# [Directions]
Which of the lines below hold the word "only"? Pull each of them out.

# [Data provided]
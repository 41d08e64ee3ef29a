//! Tests for generator keys and signatures

use tidal_crypto::ecdsa::{KeyPair, PrivateKey, PublicKey, Signature};
use tidal_crypto::{generation_signature, hit, keccak256};

#[test]
fn test_private_key_generation() {
    let key1 = PrivateKey::random();
    let key2 = PrivateKey::random();
    assert_ne!(key1.to_bytes(), key2.to_bytes());
}

#[test]
fn test_private_key_from_hex() {
    let hex = "0x4c0883a69102937d6231471b5dbb6204fe5129617082792ae468d01a3f362318";
    let key = PrivateKey::from_hex(hex).unwrap();
    assert_eq!(hex::encode(key.to_bytes()), &hex[2..]);
}

#[test]
fn test_private_key_wrong_length() {
    assert!(PrivateKey::from_hex("abcd").is_err());
}

#[test]
fn test_sign_verify() {
    let keys = KeyPair::random();
    let sig = keys.sign(b"key block").unwrap();
    assert!(sig.verify(b"key block", &keys.public_key()).unwrap());

    let other = KeyPair::random();
    assert!(!sig.verify(b"key block", &other.public_key()).unwrap());
}

#[test]
fn test_signature_hex_roundtrip() {
    let keys = KeyPair::random();
    let sig = keys.sign(b"micro block").unwrap();
    let restored = Signature::from_hex(&sig.to_hex()).unwrap();
    assert_eq!(sig, restored);
    assert!(Signature::from_slice(&[0u8; 10]).is_err());
}

#[test]
fn test_public_key_serde_json() {
    let keys = KeyPair::random();
    let json = serde_json::to_string(&keys.public_key()).unwrap();
    let restored: PublicKey = serde_json::from_str(&json).unwrap();
    assert_eq!(restored, keys.public_key());
}

#[test]
fn test_signature_serde_json() {
    let keys = KeyPair::random();
    let sig = keys.sign(b"payload").unwrap();
    let json = serde_json::to_string(&sig).unwrap();
    let restored: Signature = serde_json::from_str(&json).unwrap();
    assert_eq!(restored, sig);
}

#[test]
fn test_generation_chain_is_deterministic() {
    let keys = KeyPair::random();
    let genesis = keccak256(b"genesis");
    let first = generation_signature(&genesis, &keys.public_key());
    let second = generation_signature(&first, &keys.public_key());
    assert_ne!(first, second);
    assert_eq!(hit(&first), hit(&generation_signature(&genesis, &keys.public_key())));
}
//! Liquid block versions.
//!
//! Every micro-block applied to the liquid block yields a new version with a
//! new ID. A peer that missed some micro-blocks may build its next key block
//! on an earlier version; keeping the versions lets the node roll back to
//! that version instead of rejecting the key block.

use tidal_types::{Block, BlockId};

use crate::cache::FifoCache;

/// Versions of the current liquid block, keyed by ID.
#[derive(Debug)]
pub struct BlockVersions {
    versions: FifoCache<BlockId, Block>,
}

impl BlockVersions {
    /// Keep at most `capacity` versions.
    pub fn new(capacity: usize) -> Self {
        Self {
            versions: FifoCache::new(capacity),
        }
    }

    /// Start tracking a new liquid block, forgetting the previous one.
    pub fn reset(&mut self, key_block: Block) {
        self.versions.clear();
        self.add(key_block);
    }

    /// Record a new version.
    pub fn add(&mut self, block: Block) {
        self.versions.insert(block.id(), block);
    }

    /// Version with ID `id`.
    pub fn get(&self, id: &BlockId) -> Option<&Block> {
        self.versions.get(id)
    }

    /// Number of versions kept.
    pub fn len(&self) -> usize {
        self.versions.len()
    }

    /// Whether no version is kept.
    pub fn is_empty(&self) -> bool {
        self.versions.is_empty()
    }
}
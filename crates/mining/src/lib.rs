//! # Tidal Mining
//!
//! Decides when this node may forge the next key block.
//!
//! For every owned key pair the [`MiningScheduler`] derives the key's hit
//! from the tip's generation signature, looks up the key's effective balance
//! and asks a [`PosCalculator`](tidal_core::PosCalculator) how long after the
//! tip the key may forge. The earliest opportunity is delivered through an
//! [`EmitSlot`], a single-slot buffer where a newer emit replaces an older
//! one. The miner consumes the slot; the scheduler never talks to the
//! orchestrator directly.
//!
//! [`NxtPosCalculator`] is a reference calculator.

#![warn(missing_docs)]
#![warn(rust_2018_idioms)]
#![deny(unsafe_code)]

mod emit;
mod nxt;
mod scheduler;

pub use emit::{Emit, EmitSlot};
pub use nxt::NxtPosCalculator;
pub use scheduler::MiningScheduler;

use thiserror::Error;
use tidal_config::ConfigError;
use tidal_core::LedgerError;

/// Mining errors
#[derive(Error, Debug)]
pub enum MiningError {
    /// Mining keys could not be loaded
    #[error("configuration error: {0}")]
    Config(#[from] ConfigError),

    /// Ledger query failed
    #[error("ledger error: {0}")]
    Ledger(#[from] LedgerError),
}

/// Result type for mining operations
pub type Result<T> = std::result::Result<T, MiningError>;
//! Sync Peer Selection
//!
//! Peers are grouped by the cumulative score they announce. The largest group
//! is taken as the score most of the network agrees on, and the peer to sync
//! with is drawn from it. When the current sync peer is already a member of
//! the winning group it is kept, so a peer is only switched when the network
//! majority actually moves.

use std::cmp::Ordering;
use std::collections::{BinaryHeap, HashMap, HashSet};

use tidal_types::{PeerId, Score};

#[derive(Debug, PartialEq, Eq)]
struct GroupEntry<'a> {
    size: usize,
    score: &'a Score,
}

impl Ord for GroupEntry<'_> {
    fn cmp(&self, other: &Self) -> Ordering {
        // Larger groups first; among equal sizes the heavier chain wins.
        self.size
            .cmp(&other.size)
            .then_with(|| self.score.cmp(other.score))
    }
}

impl PartialOrd for GroupEntry<'_> {
    fn partial_cmp(&self, other: &Self) -> Option<Ordering> {
        Some(self.cmp(other))
    }
}

/// Groups peers by announced score.
#[derive(Debug, Default)]
pub struct PeerScoreSelector {
    groups: HashMap<Score, HashSet<PeerId>>,
    peers: HashMap<PeerId, Score>,
}

impl PeerScoreSelector {
    /// Create an empty selector.
    pub fn new() -> Self {
        Self::default()
    }

    /// Record `peer`'s latest score, moving it out of its previous group.
    pub fn push(&mut self, peer: PeerId, score: Score) {
        if let Some(previous) = self.peers.get(&peer) {
            if *previous == score {
                return;
            }
        }
        self.remove(&peer);
        self.groups
            .entry(score.clone())
            .or_default()
            .insert(peer.clone());
        self.peers.insert(peer, score);
    }

    /// Forget `peer`. Empty groups are dropped.
    pub fn remove(&mut self, peer: &PeerId) {
        let Some(score) = self.peers.remove(peer) else {
            return;
        };
        if let Some(group) = self.groups.get_mut(&score) {
            group.remove(peer);
            if group.is_empty() {
                self.groups.remove(&score);
            }
        }
    }

    /// Last score announced by `peer`.
    pub fn score_of(&self, peer: &PeerId) -> Option<&Score> {
        self.peers.get(peer)
    }

    /// Number of tracked peers.
    pub fn len(&self) -> usize {
        self.peers.len()
    }

    /// Whether no peers are tracked.
    pub fn is_empty(&self) -> bool {
        self.peers.is_empty()
    }

    /// Pick the peer to sync with.
    ///
    /// Returns `current` if it belongs to the largest score group, otherwise
    /// the smallest peer ID of that group, so repeated calls with unchanged
    /// input give the same answer.
    pub fn select_best_peer(&self, current: Option<&PeerId>) -> Option<(PeerId, Score)> {
        let mut heap: BinaryHeap<GroupEntry<'_>> = self
            .groups
            .iter()
            .map(|(score, peers)| GroupEntry {
                size: peers.len(),
                score,
            })
            .collect();

        let best = heap.pop()?;
        let group = self.groups.get(best.score)?;

        if let Some(current) = current {
            if group.contains(current) {
                return Some((current.clone(), best.score.clone()));
            }
        }

        group
            .iter()
            .min()
            .map(|peer| (peer.clone(), best.score.clone()))
    }
}

#[cfg(test)]
mod tests {
    use super::*;

    fn peer(name: &str) -> PeerId {
        PeerId::from(name)
    }

    #[test]
    fn test_largest_group_wins() {
        let mut selector = PeerScoreSelector::new();
        selector.push(peer("a"), Score::from(100));
        selector.push(peer("b"), Score::from(50));
        selector.push(peer("c"), Score::from(50));

        let (best, score) = selector.select_best_peer(None).unwrap();
        assert_eq!(score, Score::from(50));
        assert!(best == peer("b") || best == peer("c"));
    }

    #[test]
    fn test_current_peer_kept() {
        let mut selector = PeerScoreSelector::new();
        selector.push(peer("a"), Score::from(50));
        selector.push(peer("b"), Score::from(50));
        let (best, _) = selector.select_best_peer(Some(&peer("b"))).unwrap();
        assert_eq!(best, peer("b"));
    }

    #[test]
    fn test_push_moves_between_groups() {
        let mut selector = PeerScoreSelector::new();
        selector.push(peer("a"), Score::from(1));
        selector.push(peer("a"), Score::from(2));
        assert_eq!(selector.len(), 1);
        assert_eq!(selector.groups.len(), 1);
        assert_eq!(selector.score_of(&peer("a")), Some(&Score::from(2)));
    }

    #[test]
    fn test_remove_drops_empty_group() {
        let mut selector = PeerScoreSelector::new();
        selector.push(peer("a"), Score::from(1));
        selector.remove(&peer("a"));
        assert!(selector.is_empty());
        assert!(selector.groups.is_empty());
        assert!(selector.select_best_peer(None).is_none());
    }

    #[test]
    fn test_equal_groups_prefer_higher_score() {
        let mut selector = PeerScoreSelector::new();
        selector.push(peer("low"), Score::from(10));
        selector.push(peer("high"), Score::from(20));
        let (best, score) = selector.select_best_peer(Some(&peer("low"))).unwrap();
        assert_eq!(best, peer("high"));
        assert_eq!(score, Score::from(20));
    }
}
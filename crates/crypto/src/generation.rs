//! Generation signatures and hits.
//!
//! Each block carries a generation signature derived from its parent's
//! generation signature and the generator's public key. The first eight bytes
//! of that value form the generator's *hit*, which proof-of-stake arithmetic
//! compares against the target to decide when the generator may forge.

use crate::{keccak256_concat, PublicKey};

/// Proof-of-stake hit value.
pub type Hit = u64;

/// Generation signature of a child block forged by `generator` on top of a
/// parent with generation signature `parent`.
pub fn generation_signature(parent: &[u8; 32], generator: &PublicKey) -> [u8; 32] {
    keccak256_concat(&[parent, &generator.to_compressed()])
}

/// Hit of a generation signature: its first eight bytes, little-endian.
pub fn hit(generation_signature: &[u8; 32]) -> Hit {
    let mut bytes = [0u8; 8];
    bytes.copy_from_slice(&generation_signature[..8]);
    u64::from_le_bytes(bytes)
}
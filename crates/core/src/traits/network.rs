//! Peer network contract.
//!
//! The transport (handshake, framing, connection lifecycle and message
//! encoding) lives behind [`PeerNetwork`]. The node core only names peers,
//! updates their scores, suspends misbehaving ones and hands messages over for
//! delivery. Sends never block: an implementation drops a message rather than
//! wait on a slow peer.

use std::time::Duration;
use thiserror::Error;
use tidal_types::{Block, BlockId, MicroBlock, MicroBlockInv, PeerId, Score, Transaction};
use tracing::debug;

/// Errors that can occur during network operations.
#[derive(Error, Debug, Clone, PartialEq, Eq)]
pub enum TransportError {
    /// The peer is not connected.
    #[error("peer not connected: {0}")]
    PeerNotConnected(PeerId),

    /// The peer's outbound queue is full; the message was dropped.
    #[error("send queue full for peer {0}")]
    QueueFull(PeerId),

    /// The network has been shut down.
    #[error("network not running")]
    NotRunning,

    /// Generic network error.
    #[error("network error: {0}")]
    Internal(String),
}

/// Result type for transport operations.
pub type TransportResult<T> = Result<T, TransportError>;

/// Outbound protocol messages.
#[derive(Debug, Clone, PartialEq, Eq)]
pub enum ProtocolMessage {
    /// Our cumulative chain score.
    Score(Score),
    /// A block announcement, protobuf-encoded once block version 5 is active.
    Block {
        /// The announced block
        block: Block,
        /// Whether to use the protobuf encoding
        protobuf: bool,
    },
    /// Ask for the block IDs following the first ID the peer knows from
    /// this locator (newest first).
    GetBlockIds(Vec<BlockId>),
    /// A list of block IDs.
    BlockIds(Vec<BlockId>),
    /// Ask for a block body.
    GetBlock(BlockId),
    /// Ask for the state snapshot of a block.
    GetSnapshot(BlockId),
    /// Announce a micro-block.
    MicroBlockInv(MicroBlockInv),
    /// Ask for a micro-block body.
    MicroBlockRequest(BlockId),
    /// A micro-block body.
    MicroBlock(MicroBlock),
    /// A transaction.
    Transaction(Transaction),
}

impl ProtocolMessage {
    /// Short message name for logs.
    pub fn name(&self) -> &'static str {
        match self {
            ProtocolMessage::Score(_) => "score",
            ProtocolMessage::Block { protobuf: false, .. } => "block",
            ProtocolMessage::Block { protobuf: true, .. } => "pb-block",
            ProtocolMessage::GetBlockIds(_) => "get-block-ids",
            ProtocolMessage::BlockIds(_) => "block-ids",
            ProtocolMessage::GetBlock(_) => "get-block",
            ProtocolMessage::GetSnapshot(_) => "get-snapshot",
            ProtocolMessage::MicroBlockInv(_) => "micro-block-inv",
            ProtocolMessage::MicroBlockRequest(_) => "micro-block-request",
            ProtocolMessage::MicroBlock(_) => "micro-block",
            ProtocolMessage::Transaction(_) => "transaction",
        }
    }
}

/// The set of connected peers.
///
/// # Example
///
/// ```ignore
/// use tidal_core::{PeerNetwork, ProtocolMessage};
///
/// fn announce(network: &impl PeerNetwork, score: Score) {
///     network.broadcast(ProtocolMessage::Score(score), None);
/// }
/// ```
pub trait PeerNetwork: Send + Sync + 'static {
    /// Currently connected peers.
    fn connected(&self) -> Vec<PeerId>;

    /// Whether a specific peer is connected.
    fn is_connected(&self, peer: &PeerId) -> bool {
        self.connected().iter().any(|p| p == peer)
    }

    /// Number of connected peers.
    fn peer_count(&self) -> usize {
        self.connected().len()
    }

    /// Record the score a peer announced.
    fn update_score(&self, peer: &PeerId, score: &Score);

    /// Exclude a peer from selection for `duration`.
    fn suspend(&self, peer: &PeerId, duration: Duration, reason: &str);

    /// Ask connected peers for more peers.
    fn ask_peers(&self);

    /// Queue a message for one peer.
    fn send(&self, peer: &PeerId, message: ProtocolMessage) -> TransportResult<()>;

    /// Queue a message for every connected peer except `except`.
    ///
    /// Delivery failures to individual peers are logged and skipped.
    fn broadcast(&self, message: ProtocolMessage, except: Option<&PeerId>) {
        for peer in self.connected() {
            if Some(&peer) == except {
                continue;
            }
            if let Err(e) = self.send(&peer, message.clone()) {
                debug!(peer = %peer, message = message.name(), error = %e, "Broadcast send dropped");
            }
        }
    }

    /// Disconnect all peers and stop the network.
    fn close(&self) -> TransportResult<()>;
}
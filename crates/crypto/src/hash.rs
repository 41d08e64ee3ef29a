//! # Keccak256 Hashing Utilities
//!
//! Block identifiers, transaction identifiers and transaction roots are all
//! Keccak256 digests.
//!
//! ```rust
//! use tidal_crypto::hash::Hasher;
//!
//! let mut hasher = Hasher::new();
//! hasher.update(b"hello");
//! hasher.update(b" world");
//! assert_eq!(hasher.finalize(), tidal_crypto::keccak256(b"hello world"));
//! ```

use sha3::{Digest, Keccak256};

/// Compute the Keccak256 hash of the input data.
#[inline]
pub fn keccak256(data: &[u8]) -> [u8; 32] {
    let mut hasher = Keccak256::new();
    hasher.update(data);
    hasher.finalize().into()
}

/// Compute the Keccak256 hash of multiple concatenated inputs without
/// allocating the concatenation.
#[inline]
pub fn keccak256_concat(parts: &[&[u8]]) -> [u8; 32] {
    let mut hasher = Keccak256::new();
    for part in parts {
        hasher.update(part);
    }
    hasher.finalize().into()
}

/// A streaming Keccak256 hasher.
///
/// Used for transaction roots, where the number of inputs is only known while
/// iterating.
#[derive(Clone)]
pub struct Hasher {
    inner: Keccak256,
}

impl Default for Hasher {
    fn default() -> Self {
        Self::new()
    }
}

impl Hasher {
    /// Create a new Keccak256 hasher.
    #[inline]
    pub fn new() -> Self {
        Self {
            inner: Keccak256::new(),
        }
    }

    /// Feed more data into the hasher.
    #[inline]
    pub fn update(&mut self, data: &[u8]) {
        self.inner.update(data);
    }

    /// Finalize the hasher and return the digest.
    #[inline]
    pub fn finalize(self) -> [u8; 32] {
        self.inner.finalize().into()
    }
}

impl std::fmt::Debug for Hasher {
    fn fmt(&self, f: &mut std::fmt::Formatter<'_>) -> std::fmt::Result {
        f.debug_struct("Hasher").finish_non_exhaustive()
    }
}
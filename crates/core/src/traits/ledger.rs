//! Ledger contract.
//!
//! The ledger owns the chain and all state derived from it. Heights start at
//! 1 for the genesis block. Every method takes `&self`; implementations guard
//! their state with a shared/exclusive lock held only for the duration of a
//! call.

use thiserror::Error;
use tidal_types::{Address, Block, BlockId, BlockSnapshot, Feature, Score, Transaction};

/// Errors returned by the ledger.
#[derive(Error, Debug, Clone, PartialEq, Eq)]
pub enum LedgerError {
    /// The ledger rejected a block or transaction under consensus rules.
    #[error("validation failed: {0}")]
    Validation(String),

    /// A block or height was not found.
    #[error("not found: {0}")]
    NotFound(String),

    /// The storage engine failed.
    #[error("storage error: {0}")]
    Storage(String),

    /// The ledger has been closed.
    #[error("ledger closed")]
    Closed,

    /// Any other failure.
    #[error("ledger error: {0}")]
    Other(String),
}

impl LedgerError {
    /// Whether the error is a consensus rejection attributable to the data
    /// supplied, as opposed to a local failure.
    pub fn is_validation(&self) -> bool {
        matches!(self, LedgerError::Validation(_))
    }
}

/// Result type for ledger operations.
pub type LedgerResult<T> = Result<T, LedgerError>;

/// The durable chain and state engine.
pub trait Ledger: Send + Sync + 'static {
    /// Cumulative score of the local chain.
    fn current_score(&self) -> LedgerResult<Score>;

    /// Cumulative score of the chain up to and including `height`.
    fn score_at_height(&self, height: u64) -> LedgerResult<Score>;

    /// Height of the top block.
    fn height(&self) -> LedgerResult<u64>;

    /// Block at `height`.
    fn block_by_height(&self, height: u64) -> LedgerResult<Block>;

    /// Height of a block on the local chain, if it is there.
    fn height_by_id(&self, id: &BlockId) -> LedgerResult<Option<u64>>;

    /// The top block, including any applied micro-blocks.
    fn top_block(&self) -> LedgerResult<Block> {
        self.block_by_height(self.height()?)
    }

    /// Whether `id` is on the local chain.
    fn contains(&self, id: &BlockId) -> LedgerResult<bool> {
        Ok(self.height_by_id(id)?.is_some())
    }

    /// Remove every block above `id`, returning the removed blocks in chain
    /// order.
    fn rollback_to(&self, id: &BlockId) -> LedgerResult<Vec<Block>>;

    /// Apply a contiguous run of blocks on top of the chain. In light mode
    /// `snapshots` carries one snapshot per block, in the same order.
    fn apply(&self, blocks: &[Block], snapshots: Option<&[BlockSnapshot]>) -> LedgerResult<()>;

    /// Replace the top block with a newer version of the same liquid block.
    fn apply_micro(&self, block: &Block) -> LedgerResult<()>;

    /// Whether a feature is active at the current height.
    fn is_activated(&self, feature: Feature) -> LedgerResult<bool>;

    /// Minimum balance of `address` over the heights `from..=to`.
    fn effective_balance(&self, address: &Address, from: u64, to: u64) -> LedgerResult<u64>;

    /// Start serving the extended API once the node has caught up.
    fn start_providing_extended_api(&self) -> LedgerResult<()>;

    /// Whether enough address-indexed transaction data has accumulated in
    /// memory to be flushed.
    fn should_persist_address_transactions(&self) -> LedgerResult<bool>;

    /// Flush accumulated address-indexed transaction data. May be slow.
    fn persist_address_transactions(&self) -> LedgerResult<()>;

    /// Offer a transaction to the pool. Returns whether it was new and valid.
    fn accept_transaction(&self, tx: &Transaction) -> LedgerResult<bool>;

    /// Close the ledger.
    fn close(&self) -> LedgerResult<()>;
}
//! # Tidal Crypto
//!
//! Cryptographic primitives for the Tidal node.
//!
//! This crate provides:
//! - **Keccak256 hashing** - block, transaction and micro-block identifiers
//! - **secp256k1 signatures** - block and micro-block signing by generators
//! - **Generation signatures** - the chained per-block value that feeds the
//!   proof-of-stake hit
//!
//! ## Example
//!
//! ```rust
//! use tidal_crypto::{keccak256, KeyPair, generation};
//!
//! let keys = KeyPair::random();
//! let signature = keys.sign(b"block bytes").unwrap();
//! assert!(keys.public_key().verify(b"block bytes", &signature).unwrap());
//!
//! let parent_gen_sig = keccak256(b"genesis");
//! let gen_sig = generation::generation_signature(&parent_gen_sig, &keys.public_key());
//! let _hit = generation::hit(&gen_sig);
//! ```

#![warn(missing_docs)]
#![warn(rust_2018_idioms)]
#![deny(unsafe_code)]

pub mod ecdsa;
pub mod generation;
pub mod hash;

pub use ecdsa::{Address, KeyPair, PrivateKey, PublicKey, Signature};
pub use generation::{generation_signature, hit, Hit};
pub use hash::{keccak256, keccak256_concat, Hasher};

/// Common type alias for 32-byte hash
pub type Hash = [u8; 32];

/// Error types for cryptographic operations
#[derive(Debug, thiserror::Error)]
pub enum CryptoError {
    /// Invalid private key bytes
    #[error("invalid private key: {0}")]
    InvalidPrivateKey(String),

    /// Invalid public key bytes
    #[error("invalid public key: {0}")]
    InvalidPublicKey(String),

    /// Invalid signature bytes
    #[error("invalid signature: {0}")]
    InvalidSignature(String),

    /// Invalid input length
    #[error("invalid input length: expected {expected}, got {actual}")]
    InvalidLength {
        /// Expected length
        expected: usize,
        /// Actual length
        actual: usize,
    },

    /// Hex decoding error
    #[error("hex decoding error: {0}")]
    HexError(String),
}

impl From<hex::FromHexError> for CryptoError {
    fn from(e: hex::FromHexError) -> Self {
        CryptoError::HexError(e.to_string())
    }
}

/// Result type for cryptographic operations
pub type Result<T> = std::result::Result<T, CryptoError>;

#[cfg(test)]
mod tests {
    use super::*;

    #[test]
    fn test_keccak256_basic() {
        let hash = keccak256(b"hello");
        assert_eq!(
            hex::encode(hash),
            "1c8aff950685c2ed4bc3174f3472287b56d9517b9c948127319a09a7a36deac8"
        );
    }

    #[test]
    fn test_sign_verify_roundtrip() {
        let keys = KeyPair::random();
        let signature = keys.sign(b"payload").unwrap();
        assert!(keys.public_key().verify(b"payload", &signature).unwrap());
        assert!(!keys.public_key().verify(b"other", &signature).unwrap());
    }

    #[test]
    fn test_hex_error_conversion() {
        let err: CryptoError = hex::decode("zz").unwrap_err().into();
        assert!(matches!(err, CryptoError::HexError(_)));
    }
}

# [Answer for this exercise]
//! the winning group it is kept, so a peer is only switched when the network
//! encoding) lives behind [`PeerNetwork`]. The node core only names peers,
/// Used for transaction roots, where the number of inputs is only known while
//! their state with a shared/exclusive lock held only for the duration of a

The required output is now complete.